Recap: Bull Runnings Artillery Tour 10/20/2018

28 10 2018

On Saturday, October 20, 2018, about 23 tourists (I think – my muster sheet slid down a storm drain in Winchester, VA on the way home…really) formed up outside the Manassas National Battlefield Park visitor center for a tour of the use of artillery at the First Battle of Bull Run. This was the third of what I hope will be many battlefield tours I’ve organized and will organize through this site, and I took a bigger role in guiding this one than I did in the first two, but the real artillery expert on hand was Craig Swain of To the Sound of the Guns. Craig and I really focused on laying this one out (we even used an OUTLINE!) and I think it turned out great. We even finished on time!

In brief, our format from stop to stop was for me, through the use of after action reports (AAR), letters, memoirs, and congressional testimony, to describe how the actors got to that spot and what they did there.
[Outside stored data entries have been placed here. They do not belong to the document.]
/// One full training run: extract, validate, assemble, coerce, split,
/// train, evaluate, gate, persist, and (on approval) register.
pub fn run_training(
    events: &EventStore,
    registry: &ModelRegistry,
    artifacts: &ArtifactStore,
    spec: &ModelSpec,
    to_datetime: DateTime<Utc>,
    now: DateTime<Utc>,
) -> Result<TrainingOutcome, PipelineError> {
    let ctx = RunContext::new(&format!("train/{}", spec.name), now);
    let artifact = ctx.artifact();
    info!(
        component = "pipeline",
        event = "pipeline.train.start",
        model = %spec.name,
        version = %ctx.version,
        to_datetime = %to_datetime,
        train_interval_days = spec.train_interval_days,
        lookback_days = spec.lookback_days
    );

    let (impressions, views, items) = extract_window(events, spec, to_datetime)?;

    let mut frame = assemble_training_frame(&impressions, &views, &items, spec.lookback_days)?;
    apply_schema(&mut frame, &spec.fields)?;
    let preprocessed = frame.clone();

    let (train, valid, test) = temporal_split(&frame, "logged_at", spec.test_size, spec.valid_size)?;
    let x_train = select_columns(&train, &spec.fields)?;
    let x_valid = select_columns(&valid, &spec.fields)?;
    let x_test = select_columns(&test, &spec.fields)?;
    let y_train = labels(&train, &spec.target)?;
    let y_valid = labels(&valid, &spec.target)?;
    let y_test = labels(&test, &spec.target)?;

    let mut predictor = new_predictor(spec.flavor);
    predictor.train(&x_train, &y_train, &x_valid, &y_valid)?;

    let train_metrics = calculate_metrics(&y_train, &predictor.predict_proba(&x_train)?);
    let y_pred = predictor.predict_proba(&x_test)?;
    let test_metrics = calculate_metrics(&y_test, &y_pred);

    let (promoted, baseline_version) =
        promotion_gate(registry, artifacts, spec, &x_test, &y_test, &y_pred)?;

    // The model payload must land before anything can reference its key;
    // everything else about the run is auxiliary.
    let model_key = artifact.key("model.json");
    artifacts.put_bytes(&model_key, &predictor.to_bytes()?)?;

    let metadata = json!({
        "model": spec.name,
        "version": ctx.version,
        "start_time": ctx.started_at.format(crate::events::TIMESTAMP_FORMAT).to_string(),
        "dataset_parameter": {
            "lookback_days": spec.lookback_days,
            "train_interval_days": spec.train_interval_days,
            "test_size": spec.test_size,
            "valid_size": spec.valid_size,
            "to_datetime": crate::events::format_timestamp(to_datetime),
        },
        "features": spec.fields,
        "feature_schema_fingerprint": schema_fingerprint(&spec.fields),
        "metrics": { "train": train_metrics, "test": test_metrics },
        "baseline_version": baseline_version,
        "crate_version": env!("CARGO_PKG_VERSION"),
        "git_branch": std::env::var("CTRP_GIT_BRANCH").ok(),
        "git_commit_hash": std::env::var("CTRP_GIT_COMMIT").ok(),
        "artifact_prefix": artifact.key_prefix(),
        "model_storage_key": model_key,
        "tag": { "target": "ctr prediction" },
    });

    artifacts.put_best_effort(
        &artifact.key("metadata.json"),
        &serde_json::to_vec_pretty(&metadata).unwrap_or_default(),
    );
    artifacts.put_frame_csv_best_effort(&artifact.key("df_preprocessed.csv"), &preprocessed);
    for (name, split_frame) in [("train", &train), ("valid", &valid), ("test", &test)] {
        artifacts.put_frame_csv_best_effort(&artifact.key(&format!("df_{name}.csv")), split_frame);
    }

    if promoted {
        registry.register(&spec.name, &ctx.version, &model_key, &metadata)?;
    }

    info!(
        component = "pipeline",
        event = "pipeline.train.finish",
        model = %spec.name,
        version = %ctx.version,
        promoted,
        test_logloss = test_metrics.logloss
    );

    Ok(TrainingOutcome {
        version: ctx.version,
        promoted,
        baseline_version,
        train_metrics,
        test_metrics,
        model_key,
        artifact_prefix: artifact.key_prefix().to_string(),
    })
}
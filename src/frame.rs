//! Named-column row frame used between assembly and the predictors.

use std::collections::{HashMap, HashSet};

use serde::{Deserialize, Serialize};
use thiserror::Error;

/// One cell of a feature frame.
#[derive(Debug, Clone, PartialEq, Serialize, Deserialize)]
pub enum Value {
    Null,
    Int(i64),
    Float(f64),
    Str(String),
}

impl Value {
    pub fn is_null(&self) -> bool {
        matches!(self, Value::Null)
    }

    pub fn as_int(&self) -> Option<i64> {
        match self {
            Value::Int(v) => Some(*v),
            _ => None,
        }
    }

    pub fn as_float(&self) -> Option<f64> {
        match self {
            Value::Float(v) => Some(*v),
            Value::Int(v) => Some(*v as f64),
            _ => None,
        }
    }

    pub fn as_str(&self) -> Option<&str> {
        match self {
            Value::Str(v) => Some(v),
            _ => None,
        }
    }

    /// Cell rendered for CSV artifacts and hashing. Null renders empty.
    pub fn render(&self) -> String {
        match self {
            Value::Null => String::new(),
            Value::Int(v) => v.to_string(),
            Value::Float(v) => v.to_string(),
            Value::Str(v) => v.clone(),
        }
    }
}

#[derive(Debug, Error)]
pub enum FrameError {
    #[error("column {0} not found")]
    MissingColumn(String),
    #[error("duplicate column {0}")]
    DuplicateColumn(String),
    #[error("row has {found} cells, frame has {expected} columns")]
    RowWidthMismatch { found: usize, expected: usize },
    #[error("join on {key} fans out: right side has {count} rows for key {value}")]
    JoinFanOut {
        key: String,
        value: String,
        count: usize,
    },
    #[error("join key {0} missing from right frame")]
    MissingJoinKey(String),
}

/// Ordered named columns over rows of [`Value`] cells.
#[derive(Debug, Clone, PartialEq, Serialize, Deserialize)]
pub struct FeatureFrame {
    columns: Vec<String>,
    rows: Vec<Vec<Value>>,
}

impl FeatureFrame {
    pub fn new(columns: Vec<String>) -> Result<Self, FrameError> {
        let mut seen = HashSet::new();
        for column in &columns {
            if !seen.insert(column.clone()) {
                return Err(FrameError::DuplicateColumn(column.clone()));
            }
        }
        Ok(Self {
            columns,
            rows: Vec::new(),
        })
    }

    pub fn columns(&self) -> &[String] {
        &self.columns
    }

    pub fn rows(&self) -> &[Vec<Value>] {
        &self.rows
    }

    pub fn len(&self) -> usize {
        self.rows.len()
    }

    pub fn is_empty(&self) -> bool {
        self.rows.is_empty()
    }

    pub fn column_index(&self, name: &str) -> Option<usize> {
        self.columns.iter().position(|column| column == name)
    }

    pub fn has_column(&self, name: &str) -> bool {
        self.column_index(name).is_some()
    }

    pub fn push_row(&mut self, row: Vec<Value>) -> Result<(), FrameError> {
        if row.len() != self.columns.len() {
            return Err(FrameError::RowWidthMismatch {
                found: row.len(),
                expected: self.columns.len(),
            });
        }
        self.rows.push(row);
        Ok(())
    }

    pub fn value(&self, row: usize, column: &str) -> Result<&Value, FrameError> {
        let idx = self
            .column_index(column)
            .ok_or_else(|| FrameError::MissingColumn(column.to_string()))?;
        Ok(&self.rows[row][idx])
    }

    pub fn set_value(&mut self, row: usize, column: &str, value: Value) -> Result<(), FrameError> {
        let idx = self
            .column_index(column)
            .ok_or_else(|| FrameError::MissingColumn(column.to_string()))?;
        self.rows[row][idx] = value;
        Ok(())
    }

    /// Appends an all-null column. Used when a schema descriptor names a
    /// column the frame does not carry yet.
    pub fn push_null_column(&mut self, name: &str) -> Result<(), FrameError> {
        if self.has_column(name) {
            return Err(FrameError::DuplicateColumn(name.to_string()));
        }
        self.columns.push(name.to_string());
        for row in &mut self.rows {
            row.push(Value::Null);
        }
        Ok(())
    }

    pub fn column_values(&self, name: &str) -> Result<Vec<Value>, FrameError> {
        let idx = self
            .column_index(name)
            .ok_or_else(|| FrameError::MissingColumn(name.to_string()))?;
        Ok(self.rows.iter().map(|row| row[idx].clone()).collect())
    }

    /// Left join with a right frame whose join key must be unique.
    ///
    /// Every left row appears exactly once in the output. Right columns
    /// other than the key are appended; a right column whose name collides
    /// with a left column is renamed with `suffix`. A right side holding
    /// more than one row for a key value is a fan-out and is rejected.
    pub fn left_join_unique(
        &self,
        right: &FeatureFrame,
        key: &str,
        suffix: &str,
    ) -> Result<FeatureFrame, FrameError> {
        let left_key = self
            .column_index(key)
            .ok_or_else(|| FrameError::MissingColumn(key.to_string()))?;
        let right_key = right
            .column_index(key)
            .ok_or_else(|| FrameError::MissingJoinKey(key.to_string()))?;

        let mut right_rows: HashMap<String, &Vec<Value>> = HashMap::new();
        let mut counts: HashMap<String, usize> = HashMap::new();
        for row in right.rows() {
            let key_text = row[right_key].render();
            let count = counts.entry(key_text.clone()).or_insert(0);
            *count += 1;
            if *count > 1 {
                return Err(FrameError::JoinFanOut {
                    key: key.to_string(),
                    value: key_text,
                    count: *count,
                });
            }
            right_rows.insert(key_text, row);
        }

        let appended: Vec<(usize, String)> = right
            .columns()
            .iter()
            .enumerate()
            .filter(|(idx, _)| *idx != right_key)
            .map(|(idx, name)| {
                let out_name = if self.has_column(name) {
                    format!("{name}{suffix}")
                } else {
                    name.clone()
                };
                (idx, out_name)
            })
            .collect();

        let mut columns = self.columns.clone();
        columns.extend(appended.iter().map(|(_, name)| name.clone()));
        let mut out = FeatureFrame::new(columns)?;

        for row in &self.rows {
            let mut joined = row.clone();
            match right_rows.get(&row[left_key].render()) {
                Some(right_row) => {
                    for (idx, _) in &appended {
                        joined.push(right_row[*idx].clone());
                    }
                }
                None => {
                    for _ in &appended {
                        joined.push(Value::Null);
                    }
                }
            }
            out.push_row(joined)?;
        }

        Ok(out)
    }
}

#[cfg(test)]
mod tests {
    use super::*;

    fn frame(columns: &[&str], rows: Vec<Vec<Value>>) -> FeatureFrame {
        let mut out =
            FeatureFrame::new(columns.iter().map(|name| name.to_string()).collect()).unwrap();
        for row in rows {
            out.push_row(row).unwrap();
        }
        out
    }

    #[test]
    fn duplicate_columns_are_rejected() {
        let err = FeatureFrame::new(vec!["a".to_string(), "a".to_string()]).unwrap_err();
        assert!(matches!(err, FrameError::DuplicateColumn(name) if name == "a"));
    }

    #[test]
    fn left_join_preserves_row_count_and_fills_nulls() {
        let left = frame(
            &["id", "x"],
            vec![
                vec![Value::Int(1), Value::Int(10)],
                vec![Value::Int(2), Value::Int(20)],
            ],
        );
        let right = frame(&["id", "y"], vec![vec![Value::Int(1), Value::Str("a".into())]]);

        let joined = left.left_join_unique(&right, "id", "_right").unwrap();
        assert_eq!(joined.len(), 2);
        assert_eq!(joined.columns(), &["id", "x", "y"]);
        assert_eq!(joined.value(0, "y").unwrap(), &Value::Str("a".into()));
        assert!(joined.value(1, "y").unwrap().is_null());
    }

    #[test]
    fn left_join_renames_colliding_right_columns() {
        let left = frame(&["id", "ts"], vec![vec![Value::Int(1), Value::Int(5)]]);
        let right = frame(&["id", "ts"], vec![vec![Value::Int(1), Value::Int(9)]]);

        let joined = left.left_join_unique(&right, "id", "_view").unwrap();
        assert_eq!(joined.columns(), &["id", "ts", "ts_view"]);
        assert_eq!(joined.value(0, "ts").unwrap(), &Value::Int(5));
        assert_eq!(joined.value(0, "ts_view").unwrap(), &Value::Int(9));
    }

    #[test]
    fn fan_out_on_duplicate_right_keys_is_rejected() {
        let left = frame(&["id"], vec![vec![Value::Int(1)]]);
        let right = frame(
            &["id", "y"],
            vec![
                vec![Value::Int(1), Value::Int(1)],
                vec![Value::Int(1), Value::Int(2)],
            ],
        );

        let err = left.left_join_unique(&right, "id", "_right").unwrap_err();
        assert!(matches!(err, FrameError::JoinFanOut { .. }));
    }

    #[test]
    fn null_column_synthesis_extends_every_row() {
        let mut f = frame(&["a"], vec![vec![Value::Int(1)], vec![Value::Int(2)]]);
        f.push_null_column("b").unwrap();
        assert!(f.value(0, "b").unwrap().is_null());
        assert!(f.value(1, "b").unwrap().is_null());
        assert!(matches!(
            f.push_null_column("b").unwrap_err(),
            FrameError::DuplicateColumn(_)
        ));
    }
}
//! Held-out evaluation metrics and the baseline comparison.

use serde::{Deserialize, Serialize};
use tracing::info;

const LOG_LOSS_EPS: f64 = 1e-15;

#[derive(Debug, Clone, Copy, PartialEq, Serialize, Deserialize)]
pub struct EvalMetrics {
    pub logloss: f64,
    pub auc: f64,
    pub calibration: f64,
}

pub fn calculate_metrics(y_true: &[f64], y_pred: &[f64]) -> EvalMetrics {
    let metrics = EvalMetrics {
        logloss: log_loss(y_true, y_pred),
        auc: roc_auc(y_true, y_pred),
        calibration: calibration_score(y_true, y_pred),
    };
    info!(
        component = "evaluation",
        event = "evaluation.metrics",
        logloss = metrics.logloss,
        auc = metrics.auc,
        calibration = metrics.calibration
    );
    metrics
}

/// Mean binary cross-entropy with predictions clipped away from 0 and 1.
pub fn log_loss(y_true: &[f64], y_pred: &[f64]) -> f64 {
    if y_true.is_empty() || y_true.len() != y_pred.len() {
        return f64::NAN;
    }
    let total: f64 = y_true
        .iter()
        .zip(y_pred)
        .map(|(y, p)| {
            let p = p.clamp(LOG_LOSS_EPS, 1.0 - LOG_LOSS_EPS);
            -(y * p.ln() + (1.0 - y) * (1.0 - p).ln())
        })
        .sum();
    total / y_true.len() as f64
}

/// Rank-based ROC-AUC with average ranks over tied scores. NaN when the
/// labels are single-class.
pub fn roc_auc(y_true: &[f64], y_pred: &[f64]) -> f64 {
    if y_true.is_empty() || y_true.len() != y_pred.len() {
        return f64::NAN;
    }
    let positives = y_true.iter().filter(|y| **y > 0.5).count();
    let negatives = y_true.len() - positives;
    if positives == 0 || negatives == 0 {
        return f64::NAN;
    }

    let mut order: Vec<usize> = (0..y_pred.len()).collect();
    order.sort_by(|&a, &b| y_pred[a].total_cmp(&y_pred[b]));

    let mut ranks = vec![0.0; y_pred.len()];
    let mut pos = 0;
    while pos < order.len() {
        let mut end = pos;
        while end + 1 < order.len() && y_pred[order[end + 1]] == y_pred[order[pos]] {
            end += 1;
        }
        let average_rank = (pos + end) as f64 / 2.0 + 1.0;
        for &idx in &order[pos..=end] {
            ranks[idx] = average_rank;
        }
        pos = end + 1;
    }

    let positive_rank_sum: f64 = y_true
        .iter()
        .zip(&ranks)
        .filter(|(y, _)| **y > 0.5)
        .map(|(_, rank)| *rank)
        .sum();
    let positives = positives as f64;
    (positive_rank_sum - positives * (positives + 1.0) / 2.0) / (positives * negatives as f64)
}

/// Global calibration proxy Σ predicted / Σ true; 1 is perfectly
/// calibrated.
pub fn calibration_score(y_true: &[f64], y_pred: &[f64]) -> f64 {
    y_pred.iter().sum::<f64>() / y_true.iter().sum::<f64>()
}

/// The promotion comparison: the candidate must match or beat the
/// baseline on log-loss AND on calibration deviation. Ties pass both.
pub fn beats_baseline(y_pred: &[f64], y_baseline: &[f64], y_true: &[f64]) -> bool {
    let logloss = log_loss(y_true, y_pred);
    let logloss_baseline = log_loss(y_true, y_baseline);
    info!(
        component = "evaluation",
        event = "evaluation.compare.logloss",
        candidate = logloss,
        baseline = logloss_baseline
    );

    let calibration = calibration_score(y_true, y_pred);
    let calibration_baseline = calibration_score(y_true, y_baseline);
    info!(
        component = "evaluation",
        event = "evaluation.compare.calibration",
        candidate = calibration,
        baseline = calibration_baseline
    );

    logloss <= logloss_baseline
        && (calibration - 1.0).abs() <= (calibration_baseline - 1.0).abs()
}

#[cfg(test)]
mod tests {
    use super::*;

    #[test]
    fn log_loss_of_confident_correct_predictions_is_small() {
        let loss = log_loss(&[1.0, 0.0], &[0.99, 0.01]);
        assert!(loss < 0.02);
    }

    #[test]
    fn log_loss_clips_hard_zero_and_one() {
        let loss = log_loss(&[1.0], &[0.0]);
        assert!(loss.is_finite());
        assert!(loss > 30.0);
    }

    #[test]
    fn auc_is_one_for_a_perfect_ranking() {
        let auc = roc_auc(&[0.0, 0.0, 1.0, 1.0], &[0.1, 0.2, 0.8, 0.9]);
        assert!((auc - 1.0).abs() < 1e-12);
    }

    #[test]
    fn auc_is_half_for_constant_scores() {
        let auc = roc_auc(&[0.0, 1.0, 0.0, 1.0], &[0.5, 0.5, 0.5, 0.5]);
        assert!((auc - 0.5).abs() < 1e-12);
    }

    #[test]
    fn auc_handles_partial_ties() {
        // Scores: one positive tied with one negative at 0.5.
        let auc = roc_auc(&[0.0, 1.0, 1.0], &[0.5, 0.5, 0.9]);
        assert!((auc - 0.75).abs() < 1e-12);
    }

    #[test]
    fn auc_is_nan_for_single_class_labels() {
        assert!(roc_auc(&[1.0, 1.0], &[0.1, 0.9]).is_nan());
    }

    #[test]
    fn calibration_is_one_when_sums_match() {
        let score = calibration_score(&[1.0, 0.0, 1.0], &[0.9, 0.2, 0.9]);
        assert!((score - 1.0).abs() < 1e-12);
    }

    #[test]
    fn identical_prediction_vectors_pass_the_gate() {
        let y_true = vec![1.0, 0.0, 1.0, 0.0];
        let y_pred = vec![0.7, 0.2, 0.6, 0.4];
        assert!(beats_baseline(&y_pred, &y_pred.clone(), &y_true));
    }

    #[test]
    fn worse_logloss_fails_even_with_better_calibration() {
        let y_true = vec![1.0, 0.0];
        let baseline = vec![0.9, 0.1];
        // Anti-correlated candidate: terrible log-loss, perfect sum.
        let candidate = vec![0.1, 0.9];
        assert!(!beats_baseline(&candidate, &baseline, &y_true));
    }

    #[test]
    fn better_logloss_but_worse_calibration_fails() {
        let y_true = vec![1.0, 0.0];
        let baseline = vec![0.6, 0.4];
        // Lower log-loss, but the probability mass overshoots the click sum.
        let candidate = vec![0.9, 0.4];
        assert!(log_loss(&y_true, &candidate) < log_loss(&y_true, &baseline));
        assert!(!beats_baseline(&candidate, &baseline, &y_true));
    }

    #[test]
    fn strictly_better_candidate_passes() {
        let y_true = vec![1.0, 0.0, 1.0, 0.0];
        let baseline = vec![0.6, 0.4, 0.6, 0.4];
        let candidate = vec![0.8, 0.2, 0.8, 0.2];
        assert!(beats_baseline(&candidate, &baseline, &y_true));
    }

    #[test]
    fn metrics_bundle_reports_all_three() {
        let metrics = calculate_metrics(&[1.0, 0.0], &[0.8, 0.2]);
        assert!(metrics.logloss > 0.0);
        assert!((metrics.auc - 1.0).abs() < 1e-12);
        assert!(metrics.calibration > 0.0);
    }
}
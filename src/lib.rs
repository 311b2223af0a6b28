//! CTR prediction pipeline core crate.
//!
//! Implemented scope:
//! - event-log extraction and per-table validation
//! - temporal feature windowing, time decomposition, and assembly
//! - schema coercion and the chronological train/valid/test split
//! - trainable predictors (gradient-boosted, hashed-linear)
//! - held-out evaluation and the model-registry promotion gate
//! - feature-store materialization and the online predict endpoint

mod artifacts;
mod evaluation;
mod events;
mod feature_store;
mod features;
mod frame;
mod observability;
mod pipeline;
mod predictor;
mod registry;
mod schema;
mod serving;
mod split;
mod store;

pub use artifacts::{ArtifactError, ArtifactStore, RunArtifact};
pub use evaluation::{
    beats_baseline, calculate_metrics, calibration_score, log_loss, roc_auc, EvalMetrics,
};
pub use events::{
    format_timestamp, parse_timestamp, validate_impressions, validate_items, validate_views,
    EventError, ImpressionRecord, ItemRecord, ViewRecord, IMPRESSION_TABLE, ITEM_TABLE,
    TIMESTAMP_FORMAT, VIEW_TABLE,
};
pub use feature_store::{FeatureStoreError, OnlineFeatureStore, UserFeatureRow};
pub use features::{
    add_time_features, assemble_impression_features, assemble_training_frame,
    impression_history_counts, time_features, view_history_features, FeatureError, ViewHistory,
};
pub use frame::{FeatureFrame, FrameError, Value};
pub use observability::{
    init_logging, log_app_bind, log_app_start, LogFormat, LoggingConfig, LoggingInitError,
};
pub use pipeline::{
    run_feature_extraction, run_training, FeatureExtractionOutcome, PipelineError, RunContext,
    TrainingOutcome, VERSION_FORMAT,
};
pub use predictor::{
    load_predictor, new_predictor, GbdtParams, GradientBoostedPredictor, HashedLinearParams,
    HashedLinearPredictor, Predictor, PredictorError, MODEL_PAYLOAD_VERSION,
};
pub use registry::{ModelRegistry, RegistryError};
pub use schema::{
    apply_schema, model_spec, schema_fingerprint, select_columns, DType, FieldSchema, ModelSpec,
    PredictorFlavor, SchemaError, SCHEMA_FORMAT_VERSION,
};
pub use serving::{
    load_serving_state, predict_router, AdRequest, PredictResponse, ServingConfig, ServingError,
    ServingState,
};
pub use split::{temporal_split, SplitError};
pub use store::{compose_query, EventStore, StoreError};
Then Craig went into the deep detail of artillery tactics and use, gun production, and options available and not available. For that last bit, Craig provided graphics exhibiting elevations and ranges of what could and could not be seen (and therefore possibly struck) from various positions on the field.

We didn’t cover all the artillery involved, and focused on the Federal batteries of Griffin, Ricketts, and Reynolds and the Confederate batteries of Imboden and those comprising Jackson’s gun line.

We started of on Henry Hill (aka Henry House Hill). I gave a little overview of what we were going to talk about – and why – and in itinerary, which was pretty simple. We only had two driving stops off of Henry Hill. At Ricketts’s guns, Craig went over the different types of cannons used during this battle, the types of projectiles and how they worked and were used, and the overall “mission” of artillery. He also discussed the different manuals in use at the time (and shortly thereafter). After that, I talked about the opening of the battle with the 30 pdr Parrott rifle under the command of Peter Hains. (Click on the images for larger versions.)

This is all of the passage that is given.